[Collected data entries]
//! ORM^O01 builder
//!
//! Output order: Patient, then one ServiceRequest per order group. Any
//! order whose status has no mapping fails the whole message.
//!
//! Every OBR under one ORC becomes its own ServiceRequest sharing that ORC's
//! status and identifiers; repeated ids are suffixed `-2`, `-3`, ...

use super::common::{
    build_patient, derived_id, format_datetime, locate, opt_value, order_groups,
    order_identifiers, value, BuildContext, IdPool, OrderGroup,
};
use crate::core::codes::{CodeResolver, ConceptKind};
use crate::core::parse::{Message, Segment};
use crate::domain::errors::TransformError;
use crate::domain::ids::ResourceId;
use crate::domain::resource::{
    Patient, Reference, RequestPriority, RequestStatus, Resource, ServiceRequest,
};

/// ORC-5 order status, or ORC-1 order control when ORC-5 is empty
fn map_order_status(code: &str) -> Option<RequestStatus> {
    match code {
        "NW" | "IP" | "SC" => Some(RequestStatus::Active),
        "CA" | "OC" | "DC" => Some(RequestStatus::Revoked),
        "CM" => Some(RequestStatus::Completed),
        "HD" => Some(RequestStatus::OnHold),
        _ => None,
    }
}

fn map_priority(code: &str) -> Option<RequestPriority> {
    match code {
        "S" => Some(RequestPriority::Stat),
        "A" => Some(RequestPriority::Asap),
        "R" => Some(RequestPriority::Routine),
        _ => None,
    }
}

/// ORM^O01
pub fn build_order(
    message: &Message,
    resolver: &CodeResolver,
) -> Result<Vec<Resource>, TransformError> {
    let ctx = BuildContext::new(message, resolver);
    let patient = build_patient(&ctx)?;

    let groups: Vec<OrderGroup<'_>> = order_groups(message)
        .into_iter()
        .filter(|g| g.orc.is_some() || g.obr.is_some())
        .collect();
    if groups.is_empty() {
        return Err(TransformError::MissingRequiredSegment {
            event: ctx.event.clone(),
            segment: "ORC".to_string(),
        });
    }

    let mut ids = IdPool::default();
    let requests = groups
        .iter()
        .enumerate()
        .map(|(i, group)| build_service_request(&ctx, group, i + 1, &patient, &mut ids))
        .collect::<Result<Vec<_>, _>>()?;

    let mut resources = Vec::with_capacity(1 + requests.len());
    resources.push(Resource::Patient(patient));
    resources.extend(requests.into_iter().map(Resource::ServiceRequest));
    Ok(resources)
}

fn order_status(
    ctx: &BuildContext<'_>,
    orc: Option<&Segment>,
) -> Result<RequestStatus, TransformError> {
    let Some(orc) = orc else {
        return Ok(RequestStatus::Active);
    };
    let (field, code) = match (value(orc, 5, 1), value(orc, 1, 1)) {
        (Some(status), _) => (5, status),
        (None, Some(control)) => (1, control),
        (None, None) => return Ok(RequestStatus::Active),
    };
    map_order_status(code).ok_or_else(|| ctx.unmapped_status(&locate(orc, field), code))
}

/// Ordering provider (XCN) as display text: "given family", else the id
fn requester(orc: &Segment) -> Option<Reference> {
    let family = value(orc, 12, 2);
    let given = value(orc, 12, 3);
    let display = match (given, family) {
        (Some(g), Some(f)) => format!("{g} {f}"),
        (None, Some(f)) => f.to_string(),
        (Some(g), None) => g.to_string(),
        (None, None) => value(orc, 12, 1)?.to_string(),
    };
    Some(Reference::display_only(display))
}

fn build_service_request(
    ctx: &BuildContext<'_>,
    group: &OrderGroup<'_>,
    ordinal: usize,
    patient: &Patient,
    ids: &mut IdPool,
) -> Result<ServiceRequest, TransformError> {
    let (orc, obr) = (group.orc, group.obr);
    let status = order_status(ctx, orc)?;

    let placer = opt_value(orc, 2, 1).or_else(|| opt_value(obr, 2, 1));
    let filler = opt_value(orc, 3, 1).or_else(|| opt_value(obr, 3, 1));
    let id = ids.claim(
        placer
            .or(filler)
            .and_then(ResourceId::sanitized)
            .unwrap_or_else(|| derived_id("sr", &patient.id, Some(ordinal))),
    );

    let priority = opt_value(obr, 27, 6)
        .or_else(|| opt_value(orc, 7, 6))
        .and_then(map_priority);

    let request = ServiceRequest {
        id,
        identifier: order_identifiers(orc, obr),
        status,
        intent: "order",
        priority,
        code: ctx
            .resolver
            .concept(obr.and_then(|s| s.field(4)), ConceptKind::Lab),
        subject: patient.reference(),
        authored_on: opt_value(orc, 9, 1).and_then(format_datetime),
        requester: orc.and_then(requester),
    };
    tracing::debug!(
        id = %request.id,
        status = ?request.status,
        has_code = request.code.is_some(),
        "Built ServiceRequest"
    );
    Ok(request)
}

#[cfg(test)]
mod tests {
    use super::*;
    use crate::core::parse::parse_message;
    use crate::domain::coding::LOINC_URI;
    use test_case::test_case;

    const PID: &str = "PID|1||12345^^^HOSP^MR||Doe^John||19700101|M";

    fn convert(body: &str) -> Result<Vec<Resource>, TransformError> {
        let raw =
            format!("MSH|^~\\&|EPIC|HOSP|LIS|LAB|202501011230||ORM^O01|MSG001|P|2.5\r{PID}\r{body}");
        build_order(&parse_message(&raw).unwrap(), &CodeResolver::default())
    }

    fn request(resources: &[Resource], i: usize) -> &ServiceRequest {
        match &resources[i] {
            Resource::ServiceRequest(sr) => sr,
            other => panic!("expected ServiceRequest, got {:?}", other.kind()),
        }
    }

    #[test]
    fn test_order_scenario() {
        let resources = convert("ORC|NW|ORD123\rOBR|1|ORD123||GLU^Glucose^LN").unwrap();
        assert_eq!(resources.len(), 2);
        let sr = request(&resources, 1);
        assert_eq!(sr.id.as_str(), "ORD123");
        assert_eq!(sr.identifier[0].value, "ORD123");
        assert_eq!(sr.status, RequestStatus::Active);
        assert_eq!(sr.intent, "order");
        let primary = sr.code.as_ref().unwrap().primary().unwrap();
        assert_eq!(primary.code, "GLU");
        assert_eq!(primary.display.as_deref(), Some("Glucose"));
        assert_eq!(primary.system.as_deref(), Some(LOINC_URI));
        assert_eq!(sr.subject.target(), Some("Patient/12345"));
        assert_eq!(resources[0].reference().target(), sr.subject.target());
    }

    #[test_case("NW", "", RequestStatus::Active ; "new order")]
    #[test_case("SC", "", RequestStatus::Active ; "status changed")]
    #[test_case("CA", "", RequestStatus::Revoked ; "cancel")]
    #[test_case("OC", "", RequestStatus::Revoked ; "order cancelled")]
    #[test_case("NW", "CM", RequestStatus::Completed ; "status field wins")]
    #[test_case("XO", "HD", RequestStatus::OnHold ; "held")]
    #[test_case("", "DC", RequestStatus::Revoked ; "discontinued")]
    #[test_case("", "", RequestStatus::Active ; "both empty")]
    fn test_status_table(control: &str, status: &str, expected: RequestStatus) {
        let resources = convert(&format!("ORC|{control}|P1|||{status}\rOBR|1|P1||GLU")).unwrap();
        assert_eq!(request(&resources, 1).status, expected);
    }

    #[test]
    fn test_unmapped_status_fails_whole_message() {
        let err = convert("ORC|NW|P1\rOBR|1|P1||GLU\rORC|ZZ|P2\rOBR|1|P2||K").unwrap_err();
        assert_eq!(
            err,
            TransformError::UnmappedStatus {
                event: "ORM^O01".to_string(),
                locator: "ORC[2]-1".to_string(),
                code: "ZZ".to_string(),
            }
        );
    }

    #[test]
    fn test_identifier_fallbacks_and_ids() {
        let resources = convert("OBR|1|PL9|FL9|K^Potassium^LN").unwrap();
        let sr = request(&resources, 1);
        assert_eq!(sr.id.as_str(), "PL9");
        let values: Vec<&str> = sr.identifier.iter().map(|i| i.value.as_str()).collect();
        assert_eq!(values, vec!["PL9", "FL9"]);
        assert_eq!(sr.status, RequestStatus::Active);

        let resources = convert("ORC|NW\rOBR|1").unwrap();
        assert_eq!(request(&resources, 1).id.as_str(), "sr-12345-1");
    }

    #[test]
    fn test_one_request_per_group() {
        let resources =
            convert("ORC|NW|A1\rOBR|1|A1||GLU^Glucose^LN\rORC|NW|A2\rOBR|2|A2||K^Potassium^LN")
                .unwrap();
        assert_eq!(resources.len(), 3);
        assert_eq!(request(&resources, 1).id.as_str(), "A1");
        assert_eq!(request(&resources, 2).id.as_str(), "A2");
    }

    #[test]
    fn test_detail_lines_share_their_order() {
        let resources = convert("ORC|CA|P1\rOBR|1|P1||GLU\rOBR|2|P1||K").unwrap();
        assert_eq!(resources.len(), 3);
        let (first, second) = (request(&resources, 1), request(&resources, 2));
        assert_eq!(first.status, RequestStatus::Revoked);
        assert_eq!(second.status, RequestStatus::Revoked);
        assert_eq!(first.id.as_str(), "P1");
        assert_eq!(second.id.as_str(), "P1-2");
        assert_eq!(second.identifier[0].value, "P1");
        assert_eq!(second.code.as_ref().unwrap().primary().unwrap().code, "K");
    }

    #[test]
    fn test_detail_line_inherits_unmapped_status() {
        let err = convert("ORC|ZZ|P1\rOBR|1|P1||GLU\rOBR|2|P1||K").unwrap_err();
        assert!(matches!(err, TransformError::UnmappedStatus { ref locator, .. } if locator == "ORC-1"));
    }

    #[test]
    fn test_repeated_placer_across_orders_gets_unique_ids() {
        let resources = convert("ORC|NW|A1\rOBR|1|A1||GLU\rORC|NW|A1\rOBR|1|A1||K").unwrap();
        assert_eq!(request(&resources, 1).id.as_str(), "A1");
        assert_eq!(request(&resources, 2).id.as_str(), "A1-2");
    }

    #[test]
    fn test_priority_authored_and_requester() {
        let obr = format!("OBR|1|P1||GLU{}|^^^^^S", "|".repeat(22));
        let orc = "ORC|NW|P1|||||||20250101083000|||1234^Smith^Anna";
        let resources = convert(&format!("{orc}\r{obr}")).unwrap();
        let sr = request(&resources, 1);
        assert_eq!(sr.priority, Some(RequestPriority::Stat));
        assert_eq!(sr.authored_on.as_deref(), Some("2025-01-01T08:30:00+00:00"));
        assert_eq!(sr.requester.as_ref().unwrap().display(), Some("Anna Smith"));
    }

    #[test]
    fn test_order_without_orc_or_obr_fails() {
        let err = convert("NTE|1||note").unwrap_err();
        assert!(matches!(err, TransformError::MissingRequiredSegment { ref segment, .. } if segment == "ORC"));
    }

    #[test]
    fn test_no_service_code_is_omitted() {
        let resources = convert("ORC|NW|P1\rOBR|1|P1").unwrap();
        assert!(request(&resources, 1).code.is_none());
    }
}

---

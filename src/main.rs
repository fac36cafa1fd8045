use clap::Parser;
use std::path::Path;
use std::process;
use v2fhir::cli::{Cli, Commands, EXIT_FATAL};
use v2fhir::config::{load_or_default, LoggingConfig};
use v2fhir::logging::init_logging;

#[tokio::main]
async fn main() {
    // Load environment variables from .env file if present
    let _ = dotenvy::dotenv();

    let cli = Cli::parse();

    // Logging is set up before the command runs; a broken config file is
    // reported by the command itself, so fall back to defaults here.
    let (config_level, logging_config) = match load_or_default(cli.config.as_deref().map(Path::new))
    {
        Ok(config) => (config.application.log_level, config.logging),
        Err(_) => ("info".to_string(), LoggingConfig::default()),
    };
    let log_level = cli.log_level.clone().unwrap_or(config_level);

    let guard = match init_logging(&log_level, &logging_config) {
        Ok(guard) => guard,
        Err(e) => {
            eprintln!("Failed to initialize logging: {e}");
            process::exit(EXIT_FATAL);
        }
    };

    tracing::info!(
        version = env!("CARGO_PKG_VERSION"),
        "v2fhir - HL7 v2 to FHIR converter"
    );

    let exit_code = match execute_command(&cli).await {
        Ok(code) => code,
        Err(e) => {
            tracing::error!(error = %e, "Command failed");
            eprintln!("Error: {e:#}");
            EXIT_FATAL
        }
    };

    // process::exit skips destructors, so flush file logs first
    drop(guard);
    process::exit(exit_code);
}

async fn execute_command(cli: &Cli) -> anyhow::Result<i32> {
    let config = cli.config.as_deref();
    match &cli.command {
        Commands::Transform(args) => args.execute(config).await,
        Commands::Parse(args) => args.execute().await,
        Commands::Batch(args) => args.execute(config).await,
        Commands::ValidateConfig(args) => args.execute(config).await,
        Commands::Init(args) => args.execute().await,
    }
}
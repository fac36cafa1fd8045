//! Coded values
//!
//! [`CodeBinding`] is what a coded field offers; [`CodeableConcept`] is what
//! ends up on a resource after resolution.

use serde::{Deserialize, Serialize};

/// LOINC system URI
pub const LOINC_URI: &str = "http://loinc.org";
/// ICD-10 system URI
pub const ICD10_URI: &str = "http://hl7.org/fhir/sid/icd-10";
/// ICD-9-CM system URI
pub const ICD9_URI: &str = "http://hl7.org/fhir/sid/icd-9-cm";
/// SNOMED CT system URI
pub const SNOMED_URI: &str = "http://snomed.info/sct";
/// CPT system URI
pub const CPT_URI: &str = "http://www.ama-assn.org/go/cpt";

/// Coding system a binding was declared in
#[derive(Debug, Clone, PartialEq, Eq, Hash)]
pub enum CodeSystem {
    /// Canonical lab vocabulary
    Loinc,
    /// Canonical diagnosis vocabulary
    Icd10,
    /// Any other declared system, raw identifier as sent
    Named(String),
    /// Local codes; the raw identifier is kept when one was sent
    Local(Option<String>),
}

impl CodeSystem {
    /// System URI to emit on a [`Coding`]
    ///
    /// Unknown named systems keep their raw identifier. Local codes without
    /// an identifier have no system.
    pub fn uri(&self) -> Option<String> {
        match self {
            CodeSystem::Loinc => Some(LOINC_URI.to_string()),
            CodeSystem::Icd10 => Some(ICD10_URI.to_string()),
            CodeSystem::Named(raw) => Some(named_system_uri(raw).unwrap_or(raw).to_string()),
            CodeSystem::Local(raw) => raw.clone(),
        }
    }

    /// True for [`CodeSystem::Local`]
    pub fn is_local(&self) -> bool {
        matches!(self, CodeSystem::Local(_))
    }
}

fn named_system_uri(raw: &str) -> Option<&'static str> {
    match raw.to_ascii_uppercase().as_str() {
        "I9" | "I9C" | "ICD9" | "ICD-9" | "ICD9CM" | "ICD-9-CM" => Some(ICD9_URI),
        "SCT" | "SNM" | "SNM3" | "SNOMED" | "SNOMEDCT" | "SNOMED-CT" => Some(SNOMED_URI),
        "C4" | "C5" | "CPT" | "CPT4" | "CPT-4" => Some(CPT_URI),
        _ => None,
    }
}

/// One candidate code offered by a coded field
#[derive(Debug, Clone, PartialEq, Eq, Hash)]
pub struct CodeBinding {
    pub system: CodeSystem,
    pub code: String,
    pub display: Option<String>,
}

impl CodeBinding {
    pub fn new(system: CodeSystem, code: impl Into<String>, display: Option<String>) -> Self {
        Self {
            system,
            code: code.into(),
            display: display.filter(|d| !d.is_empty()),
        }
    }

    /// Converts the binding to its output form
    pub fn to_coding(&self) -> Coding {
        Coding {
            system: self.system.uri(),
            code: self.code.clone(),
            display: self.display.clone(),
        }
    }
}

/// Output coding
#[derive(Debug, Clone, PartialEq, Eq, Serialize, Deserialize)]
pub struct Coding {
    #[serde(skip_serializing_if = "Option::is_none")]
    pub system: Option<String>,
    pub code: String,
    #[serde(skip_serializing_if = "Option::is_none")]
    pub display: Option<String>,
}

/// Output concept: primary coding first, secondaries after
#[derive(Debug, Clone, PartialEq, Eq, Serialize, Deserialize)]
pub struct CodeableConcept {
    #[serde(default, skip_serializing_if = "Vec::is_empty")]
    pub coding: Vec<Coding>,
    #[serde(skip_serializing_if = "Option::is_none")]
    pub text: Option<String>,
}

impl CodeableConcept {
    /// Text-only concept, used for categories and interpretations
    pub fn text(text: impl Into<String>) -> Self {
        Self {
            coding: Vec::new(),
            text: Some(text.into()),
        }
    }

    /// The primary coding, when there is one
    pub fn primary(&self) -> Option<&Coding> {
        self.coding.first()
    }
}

• **Task directions**:
Out of the entries above, write out only the lines between the line holding "pub const CPT_URI: &str" and the line holding "Canonical diagnosis vocabulary", inclusive, each exactly as given.

• **Reply to the exercise**:
pub const CPT_URI: &str = "http://www.ama-assn.org/go/cpt";

/// Coding system a binding was declared in
#[derive(Debug, Clone, PartialEq, Eq, Hash)]
pub enum CodeSystem {
    /// Canonical lab vocabulary
    Loinc,
    /// Canonical diagnosis vocabulary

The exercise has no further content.